Your objective >> Go through each line of the records below and count those with the word "cause"; give only the total.

Available data >>
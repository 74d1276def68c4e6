//! Error types for the eventflow engine.
//!
//! Store and context errors are local, synchronous failures raised at the
//! offending call. Engine errors surface from [`crate::workflow::Workflow::run`].

use serde_json::json;
use std::collections::HashMap;
use std::time::Duration;
use thiserror::Error;

/// The main error type for eventflow operations.
#[derive(Debug, Error)]
pub enum EventflowError {
    /// A context was constructed without a state root.
    #[error("{0}")]
    Configuration(#[from] ConfigurationError),

    /// A keyed-store operation failed.
    #[error("{0}")]
    Context(#[from] ContextError),

    /// The workflow definition is invalid.
    #[error("{0}")]
    Validation(#[from] WorkflowValidationError),

    /// A run failed while executing.
    #[error("{0}")]
    Runtime(#[from] WorkflowRuntimeError),

    /// A run exceeded its time budget.
    #[error("{0}")]
    Timeout(#[from] WorkflowTimeoutError),

    /// A step asked for a service that was never registered.
    #[error("{0}")]
    ServiceNotFound(#[from] ServiceNotFoundError),

    /// Serialization/deserialization error.
    #[error("Serialization error: {0}")]
    Serialization(#[from] serde_json::Error),

    /// A generic internal error.
    #[error("Internal error: {0}")]
    Internal(String),
}

/// Error raised when a [`crate::context::Context`] has no state root to attach to.
#[derive(Debug, Clone, Error)]
#[error("{message}")]
pub struct ConfigurationError {
    /// The error message.
    pub message: String,
}

impl ConfigurationError {
    /// Creates a new configuration error.
    #[must_use]
    pub fn new(message: impl Into<String>) -> Self {
        Self {
            message: message.into(),
        }
    }

    /// The error for a context built from neither a session nor a parent.
    #[must_use]
    pub fn missing_root() -> Self {
        Self::new("A session or a parent context is required to create a Context")
    }
}

/// Error raised when a private key collides with an existing key.
#[derive(Debug, Clone, PartialEq, Eq, Error)]
#[error("A key named '{key}' already exists in the Context storage")]
pub struct DuplicateKeyError {
    /// The conflicting key.
    pub key: String,
}

impl DuplicateKeyError {
    /// Creates a new duplicate key error.
    #[must_use]
    pub fn new(key: impl Into<String>) -> Self {
        Self { key: key.into() }
    }
}

/// Error raised when reading a key that is private to another context.
#[derive(Debug, Clone, PartialEq, Eq, Error)]
#[error("Key '{key}' is private to context {owner}")]
pub struct PrivacyViolationError {
    /// The requested key.
    pub key: String,
    /// The id of the context owning the private entry.
    pub owner: uuid::Uuid,
}

impl PrivacyViolationError {
    /// Creates a new privacy violation error.
    #[must_use]
    pub fn new(key: impl Into<String>, owner: uuid::Uuid) -> Self {
        Self {
            key: key.into(),
            owner,
        }
    }
}

/// Error raised when a key is absent and no default was supplied.
#[derive(Debug, Clone, PartialEq, Eq, Error)]
#[error("Key '{key}' not found in Context")]
pub struct KeyNotFoundError {
    /// The missing key.
    pub key: String,
}

impl KeyNotFoundError {
    /// Creates a new key not found error.
    #[must_use]
    pub fn new(key: impl Into<String>) -> Self {
        Self { key: key.into() }
    }
}

/// Errors returned by keyed-store operations on a context.
#[derive(Debug, Clone, PartialEq, Eq, Error)]
pub enum ContextError {
    /// A private write collided with an existing key.
    #[error("{0}")]
    DuplicateKey(#[from] DuplicateKeyError),

    /// A read targeted another context's private entry.
    #[error("{0}")]
    PrivacyViolation(#[from] PrivacyViolationError),

    /// The key was not found.
    #[error("{0}")]
    KeyNotFound(#[from] KeyNotFoundError),

    /// A stored value could not be converted to the requested type.
    #[error("Value for key '{key}' has an unexpected shape: {reason}")]
    InvalidValue {
        /// The key that was read.
        key: String,
        /// The deserialization failure.
        reason: String,
    },
}

impl ContextError {
    /// Returns the key the error refers to.
    #[must_use]
    pub fn key(&self) -> &str {
        match self {
            Self::DuplicateKey(e) => &e.key,
            Self::PrivacyViolation(e) => &e.key,
            Self::KeyNotFound(e) => &e.key,
            Self::InvalidValue { key, .. } => key,
        }
    }

    /// Converts to a dictionary representation.
    #[must_use]
    pub fn to_dict(&self) -> HashMap<String, serde_json::Value> {
        let mut map = HashMap::new();
        let kind = match self {
            Self::DuplicateKey(_) => "DuplicateKeyError",
            Self::PrivacyViolation(_) => "PrivacyViolationError",
            Self::KeyNotFound(_) => "KeyNotFoundError",
            Self::InvalidValue { .. } => "InvalidValueError",
        };
        map.insert("type".to_string(), json!(kind));
        map.insert("key".to_string(), json!(self.key()));
        map.insert("message".to_string(), json!(self.to_string()));
        map
    }
}

/// Error raised when a workflow definition fails validation.
#[derive(Debug, Clone, Error)]
#[error("{message}")]
pub struct WorkflowValidationError {
    /// The error message.
    pub message: String,
    /// Names of the events or steps involved.
    pub subjects: Vec<String>,
}

impl WorkflowValidationError {
    /// Creates a new validation error.
    #[must_use]
    pub fn new(message: impl Into<String>) -> Self {
        Self {
            message: message.into(),
            subjects: Vec::new(),
        }
    }

    /// Builds a validation error listing the offending names.
    #[must_use]
    pub fn listing(prefix: &str, mut subjects: Vec<String>) -> Self {
        subjects.sort();
        Self {
            message: format!("{prefix}: {}", subjects.join(", ")),
            subjects,
        }
    }
}

/// Error raised while a run is executing.
#[derive(Debug, Clone, Error)]
#[error("{message}")]
pub struct WorkflowRuntimeError {
    /// The error message.
    pub message: String,
    /// The step the failure originated in, if any.
    pub step: Option<String>,
}

impl WorkflowRuntimeError {
    /// Creates a new runtime error.
    #[must_use]
    pub fn new(message: impl Into<String>) -> Self {
        Self {
            message: message.into(),
            step: None,
        }
    }

    /// Wraps a failure raised by a step body.
    #[must_use]
    pub fn step_failed(step: &str, cause: &anyhow::Error) -> Self {
        Self {
            message: format!("Error in step '{step}': {cause:#}"),
            step: Some(step.to_string()),
        }
    }

    /// The error for an event addressed to an unknown step.
    #[must_use]
    pub fn unknown_step(step: &str) -> Self {
        Self::new(format!("Step {step} does not exist"))
    }

    /// The error for an event addressed to a step that cannot take it.
    #[must_use]
    pub fn rejected_event(step: &str, event_type: &str) -> Self {
        Self {
            message: format!("Step {step} does not accept event of type {event_type}"),
            step: Some(step.to_string()),
        }
    }
}

/// Error raised when a run exceeds its timeout.
#[derive(Debug, Clone, Error)]
#[error("Operation timed out after {} seconds", timeout.as_secs_f64())]
pub struct WorkflowTimeoutError {
    /// The configured timeout.
    pub timeout: Duration,
}

impl WorkflowTimeoutError {
    /// Creates a new timeout error.
    #[must_use]
    pub fn new(timeout: Duration) -> Self {
        Self { timeout }
    }
}

/// Error raised when a service lookup fails.
#[derive(Debug, Clone, Error)]
#[error("Service {name} not found")]
pub struct ServiceNotFoundError {
    /// The requested service name.
    pub name: String,
}

impl ServiceNotFoundError {
    /// Creates a new service not found error.
    #[must_use]
    pub fn new(name: impl Into<String>) -> Self {
        Self { name: name.into() }
    }
}

#[cfg(test)]
mod tests {
    use super::*;
    use pretty_assertions::assert_eq;

    #[test]
    fn test_context_error_from_variants() {
        let err: ContextError = DuplicateKeyError::new("k").into();
        assert!(matches!(err, ContextError::DuplicateKey(_)));
        assert_eq!(err.key(), "k");

        let err: ContextError = KeyNotFoundError::new("missing").into();
        assert_eq!(err.to_string(), "Key 'missing' not found in Context");
    }

    #[test]
    fn test_context_error_to_dict() {
        let owner = uuid::Uuid::new_v4();
        let err: ContextError = PrivacyViolationError::new("secret", owner).into();
        let dict = err.to_dict();

        assert_eq!(dict.get("type").unwrap(), "PrivacyViolationError");
        assert_eq!(dict.get("key").unwrap(), "secret");
    }

    #[test]
    fn test_validation_error_listing_is_sorted() {
        let err = WorkflowValidationError::listing(
            "The following services are not available",
            vec!["b_service".to_string(), "a_service".to_string()],
        );
        assert_eq!(
            err.to_string(),
            "The following services are not available: a_service, b_service"
        );
        assert_eq!(err.subjects, vec!["a_service", "b_service"]);
    }

    #[test]
    fn test_runtime_error_messages() {
        assert_eq!(
            WorkflowRuntimeError::unknown_step("does_not_exist").to_string(),
            "Step does_not_exist does not exist"
        );
        let err = WorkflowRuntimeError::rejected_event("step", "Event");
        assert_eq!(err.to_string(), "Step step does not accept event of type Event");
        assert_eq!(err.step.as_deref(), Some("step"));

        let cause = anyhow::anyhow!("boom");
        let err = WorkflowRuntimeError::step_failed("flaky", &cause);
        assert_eq!(err.to_string(), "Error in step 'flaky': boom");
    }

    #[test]
    fn test_timeout_error_message() {
        let err = WorkflowTimeoutError::new(Duration::from_secs(1));
        assert_eq!(err.to_string(), "Operation timed out after 1 seconds");
    }

    #[test]
    fn test_umbrella_conversion() {
        let err: EventflowError = ConfigurationError::missing_root().into();
        assert!(matches!(err, EventflowError::Configuration(_)));

        let err: EventflowError = ContextError::from(KeyNotFoundError::new("x")).into();
        assert!(matches!(err, EventflowError::Context(ContextError::KeyNotFound(_))));
    }
}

Response area >> 4